## [Source information]

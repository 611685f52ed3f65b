//! Conversational agent loop.
//!
//! One [`AgentLoop`] is one session: it owns the conversation history, the
//! file change tracker and the current plan. Turns are processed strictly one
//! at a time (`process` takes `&mut self`). The tool registry and its schema
//! catalog are read-only after construction and can be shared between
//! sessions through an `Arc`.
//!
//! Agent mode per user prompt:
//! 1. Call the model with the system prompt plus full history.
//! 2. No tool call in the reply: record it, strip stray tool fences, return.
//! 3. Tool call: normalize, dispatch, record the raw reply and a
//!    `Tool result: ...` user turn, go back to 1.
//! 4. Stop after `max_iterations` tool calls with a "completed N operations"
//!    notice.

use std::fmt;
use std::path::{Path, PathBuf};
use std::str::FromStr;
use std::sync::Arc;

use serde::{Deserialize, Serialize};
use serde_json::{Map, Value};
use uuid::Uuid;

use crate::config::{AgentConfig, ProviderConfig};
use crate::core::conversation::ConversationTurn;
use crate::core::plan::AgentPlan;
use crate::core::tool::ToolResult;
use crate::model::{
    build_client, extract_tool_call, strip_tool_call_fences, ChatModel, ModelError,
    ModelSelection, ProviderHealth, ProviderId,
};
use crate::policy::PolicyEngine;
use crate::runtime::planner::{build_planning_prompt, needs_planning, parse_plan};
use crate::runtime::prompts::{agent_system_prompt, CHAT_SYSTEM_PROMPT};
use crate::runtime::tracker::{ChangeSummary, FileChange, FileChangeTracker};
use crate::tools::{ToolContext, ToolRegistry};
use crate::AppError;

/// Entries listed in the workspace context handed to the planner.
const PLAN_CONTEXT_ENTRIES: usize = 50;

#[derive(Debug, Clone, Copy, Default, PartialEq, Eq, Serialize, Deserialize)]
#[serde(rename_all = "lowercase")]
pub enum AgentMode {
    /// One model call per turn, no tools.
    #[default]
    Chat,
    Agent,
}

impl AgentMode {
    pub const fn as_str(&self) -> &'static str {
        match self {
            AgentMode::Chat => "chat",
            AgentMode::Agent => "agent",
        }
    }
}

impl fmt::Display for AgentMode {
    fn fmt(&self, f: &mut fmt::Formatter<'_>) -> fmt::Result {
        f.write_str(self.as_str())
    }
}

impl FromStr for AgentMode {
    type Err = String;

    fn from_str(s: &str) -> Result<Self, Self::Err> {
        match s.trim().to_ascii_lowercase().as_str() {
            "chat" => Ok(AgentMode::Chat),
            "agent" => Ok(AgentMode::Agent),
            _ => Err(format!("unknown mode: {s} (expected chat or agent)")),
        }
    }
}

#[derive(Debug, Clone, Copy, Default, PartialEq, Eq, Serialize)]
#[serde(rename_all = "snake_case")]
pub enum AgentState {
    #[default]
    Idle,
    AwaitingLlm,
    ToolCallPending,
    ToolExecuting,
    FinalResponse,
}

#[derive(Debug, Clone, Copy, PartialEq, Eq)]
pub struct LoopSettings {
    pub max_iterations: usize,
    /// When false, tool calls are dispatched exactly as the model wrote them.
    pub use_middleware: bool,
}

impl Default for LoopSettings {
    fn default() -> Self {
        Self {
            max_iterations: crate::config::DEFAULT_MAX_ITERATIONS,
            use_middleware: true,
        }
    }
}

impl LoopSettings {
    /// The simple loop: five iterations, raw tool calls.
    pub const fn legacy() -> Self {
        Self {
            max_iterations: 5,
            use_middleware: false,
        }
    }
}

#[derive(Debug, Clone, Serialize)]
pub struct AgentResponse {
    pub response: String,
    pub tool_calls: Vec<ToolResult>,
    /// Model calls made for this turn, planning excluded.
    pub iterations: usize,
    pub mode: AgentMode,
    pub plan: Option<AgentPlan>,
}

## [What the task requires]
Look for "LoopSettings" in each line of the material, then copy the lines where it is found.

## [Response to this exercise]
pub struct LoopSettings {
impl Default for LoopSettings {
impl LoopSettings {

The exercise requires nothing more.